▶ _EXERCISE GOAL_
Would you output the entries below only from the line containing "async fn put(&self, path: &str, bytes: &[u8])" through the line containing "if let Ok(relative)", exactly as they stand and with both ends included?

Entries taken from a collection:
• • •

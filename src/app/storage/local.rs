use std::path::{Path, PathBuf};

use super::{FileStore, FileStoreError};

/// File store backed by a local directory. Stored paths are joined under the
/// root; the derived-path rule upstream keeps them free of separator tricks.
pub struct LocalFileStore {
    root: PathBuf,
}

impl LocalFileStore {
    pub fn new(root: impl Into<PathBuf>) -> Self {
        Self { root: root.into() }
    }

    fn full_path(&self, path: &str) -> PathBuf {
        self.root.join(path)
    }
}

#[async_trait::async_trait]
impl FileStore for LocalFileStore {
    async fn put(&self, path: &str, bytes: &[u8]) -> Result<(), FileStoreError> {
        let full = self.full_path(path);
        if let Some(parent) = full.parent() {
            tokio::fs::create_dir_all(parent).await?;
        }
        tokio::fs::write(&full, bytes).await?;
        Ok(())
    }

    async fn get(&self, path: &str) -> Result<Option<Vec<u8>>, FileStoreError> {
        match tokio::fs::read(self.full_path(path)).await {
            Ok(bytes) => Ok(Some(bytes)),
            Err(err) if err.kind() == std::io::ErrorKind::NotFound => Ok(None),
            Err(err) => Err(err.into()),
        }
    }

    async fn remove(&self, path: &str) -> Result<(), FileStoreError> {
        match tokio::fs::remove_file(self.full_path(path)).await {
            Ok(()) => Ok(()),
            // Already gone is success for cleanup purposes.
            Err(err) if err.kind() == std::io::ErrorKind::NotFound => Ok(()),
            Err(err) => Err(err.into()),
        }
    }

    async fn list_prefix(&self, prefix: &str) -> Result<Vec<String>, FileStoreError> {
        let base = self.full_path(prefix);
        if !base.exists() {
            return Ok(Vec::new());
        }
        let mut found = Vec::new();
        collect_files(&base, &mut found)?;
        let mut paths = Vec::new();
        for file in found {
            if let Ok(relative) = file.strip_prefix(&self.root) {
                paths.push(relative.to_string_lossy().replace('\\', "/"));
            }
        }
        paths.sort();
        Ok(paths)
    }
}

fn collect_files(dir: &Path, out: &mut Vec<PathBuf>) -> std::io::Result<()> {
    for entry in std::fs::read_dir(dir)? {
        let path = entry?.path();
        if path.is_dir() {
            collect_files(&path, out)?;
        } else {
            out.push(path);
        }
    }
    Ok(())
}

• • •

▶ _ANSWER SPACE_
    async fn put(&self, path: &str, bytes: &[u8]) -> Result<(), FileStoreError> {
        let full = self.full_path(path);
        if let Some(parent) = full.parent() {
            tokio::fs::create_dir_all(parent).await?;
        }
        tokio::fs::write(&full, bytes).await?;
        Ok(())
    }

    async fn get(&self, path: &str) -> Result<Option<Vec<u8>>, FileStoreError> {
        match tokio::fs::read(self.full_path(path)).await {
            Ok(bytes) => Ok(Some(bytes)),
            Err(err) if err.kind() == std::io::ErrorKind::NotFound => Ok(None),
            Err(err) => Err(err.into()),
        }
    }

    async fn remove(&self, path: &str) -> Result<(), FileStoreError> {
        match tokio::fs::remove_file(self.full_path(path)).await {
            Ok(()) => Ok(()),
            // Already gone is success for cleanup purposes.
            Err(err) if err.kind() == std::io::ErrorKind::NotFound => Ok(()),
            Err(err) => Err(err.into()),
        }
    }

    async fn list_prefix(&self, prefix: &str) -> Result<Vec<String>, FileStoreError> {
        let base = self.full_path(prefix);
        if !base.exists() {
            return Ok(Vec::new());
        }
        let mut found = Vec::new();
        collect_files(&base, &mut found)?;
        let mut paths = Vec::new();
        for file in found {
            if let Ok(relative) = file.strip_prefix(&self.root) {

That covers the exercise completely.